→ REQUIRED WORK: Include in the output the line containing "pub mod services;" and each subsequent line of the records, through the end, transcribed exactly. Add nothing else.
[Opening PROVIDED DATA section]
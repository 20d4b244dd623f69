//! SNMP fleet watcher
//!
//! Polls interface counters, captures link traps and rebuilds the physical
//! topology of a device fleet from CDP neighbor tables.

pub mod analyzers;
pub mod cli;
pub mod collectors;
pub mod config;
pub mod inventory;
pub mod models;
pub mod services;
pub mod snmp;
pub mod storage;

pub use crate::config::AppConfig;
pub use crate::inventory::Inventory;
pub use crate::services::Runtime;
[Closing PROVIDED DATA section]
→ EXPECTED ANSWER:
pub mod services;
pub mod snmp;
pub mod storage;

pub use crate::config::AppConfig;
pub use crate::inventory::Inventory;
pub use crate::services::Runtime;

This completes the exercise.